Whatever the outcome, concern is mounting that the dissidents of western Zimbabwe and the nation's army are locked in a dangerous spiral of violence. Deaths on both sides are mounting, creating political instability and diverting government attention and resources from growing economic problems.

The dissident activity among the Ndebele-speaking black minority of western Zimbabwe rose in early '82 when their political leader, Joshua Nkomo, was sacked from the Cabinet. The government alleged, and has repeated in the new trial, that Nkomo was aware that arms were being stockpiled on farms he and other members of his party controlled in preparation for a bid to seize power.

Nkomo himself has not been arrested and has publicly repudiated the dissidents, although the government and pro-government press have publicly disgraced him.

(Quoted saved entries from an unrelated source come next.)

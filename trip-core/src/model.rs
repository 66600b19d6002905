use crate::{Result, types::Content};
use async_trait::async_trait;
use futures::stream::Stream;
use serde::{Deserialize, Serialize};
use std::collections::BTreeMap;
use std::pin::Pin;

pub type LlmResponseStream = Pin<Box<dyn Stream<Item = Result<LlmResponse>> + Send>>;

/// A hosted (or mocked) language model.
#[async_trait]
pub trait Llm: Send + Sync {
    fn name(&self) -> &str;
    async fn generate_content(&self, req: LlmRequest, stream: bool) -> Result<LlmResponseStream>;
}

#[derive(Debug, Clone, Serialize, Deserialize)]
pub struct LlmRequest {
    pub model: String,
    #[serde(skip_serializing_if = "Option::is_none")]
    pub system_instruction: Option<String>,
    pub contents: Vec<Content>,
    pub config: Option<GenerateContentConfig>,
    /// Function declarations keyed by tool name.
    #[serde(default)]
    pub tools: BTreeMap<String, serde_json::Value>,
}

#[derive(Debug, Clone, Default, PartialEq, Serialize, Deserialize)]
pub struct GenerateContentConfig {
    pub temperature: Option<f32>,
    pub top_p: Option<f32>,
    pub top_k: Option<i32>,
    pub max_output_tokens: Option<i32>,
}

#[derive(Debug, Clone, Default, Serialize, Deserialize)]
pub struct LlmResponse {
    pub content: Option<Content>,
    pub usage_metadata: Option<UsageMetadata>,
    pub finish_reason: Option<FinishReason>,
    pub partial: bool,
    pub turn_complete: bool,
}

#[derive(Debug, Clone, PartialEq, Serialize, Deserialize)]
pub struct UsageMetadata {
    pub prompt_token_count: i32,
    pub candidates_token_count: i32,
    pub total_token_count: i32,
}

#[derive(Debug, Clone, Copy, PartialEq, Eq, Serialize, Deserialize)]
pub enum FinishReason {
    Stop,
    MaxTokens,
    Safety,
    Recitation,
    Other,
}

impl LlmRequest {
    pub fn new(model: impl Into<String>, contents: Vec<Content>) -> Self {
        Self {
            model: model.into(),
            system_instruction: None,
            contents,
            config: None,
            tools: BTreeMap::new(),
        }
    }

    pub fn with_system_instruction(mut self, instruction: impl Into<String>) -> Self {
        self.system_instruction = Some(instruction.into());
        self
    }

    pub fn with_config(mut self, config: GenerateContentConfig) -> Self {
        self.config = Some(config);
        self
    }

    /// Text of the first user turn, which is the agent's input.
    pub fn user_text(&self) -> String {
        self.contents.iter().find(|c| c.role == "user").map(Content::text).unwrap_or_default()
    }

    /// Names of the tools whose responses are already part of the conversation.
    pub fn answered_tools(&self) -> Vec<&str> {
        self.contents
            .iter()
            .flat_map(|c| c.parts.iter())
            .filter_map(|p| match p {
                crate::Part::FunctionResponse { function_response, .. } => {
                    Some(function_response.name.as_str())
                }
                _ => None,
            })
            .collect()
    }
}

impl LlmResponse {
    pub fn new(content: Content) -> Self {
        Self {
            content: Some(content),
            usage_metadata: None,
            finish_reason: Some(FinishReason::Stop),
            partial: false,
            turn_complete: true,
        }
    }

    /// A completed turn with a single text part.
    pub fn text(text: impl Into<String>) -> Self {
        Self::new(Content::new("model").with_text(text))
    }

    /// A completed turn that only requests a function call.
    pub fn function_call(name: impl Into<String>, args: serde_json::Value) -> Self {
        Self::new(Content::new("model").with_part(crate::Part::function_call(name, args)))
    }
}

The chief evidence so far introduced by the state in the trial is a letter allegedly written by Dabengwa to the KGB in Moscow in 1980 - just after Zimbabwe's independence - asking for aid in ''our next struggle.''

The state says this next struggle was an attempt to overthrow the government. But Dabengwa, who is pleading not guilty along with the others, claims the reference was to a struggle against subversive activities by foreign secret services.

Through the years of guerrilla war against the white government of former Rhodesia, Nkomo's forces received most of their material support from the Soviet Union. Mugabe's forces were supported by China.

Meanwhile, though the level of conflict between government forces and dissidents is rising, there are signs of efforts to reach a political solution. Mugabe and Nkomo reportedly have met privately in recent months in what analysts regard as a bid for some form of reconciliation. But there are no public signs of progress.

The most spectacular act by the dissidents is the July 1982 kidnaping of six foreign tourists in western Zimbabwe. The fathers of the two American kidnap victims (the other victims were two Australians and two Britons) recently came to Zimbabwe, where they distributed posters asking for the release of the six and offering to pay the legal costs of the trial of Dabengwa and Masuku. The dissidents had demanded the release of Dabengwa and Masuku at the time of the kidnapping.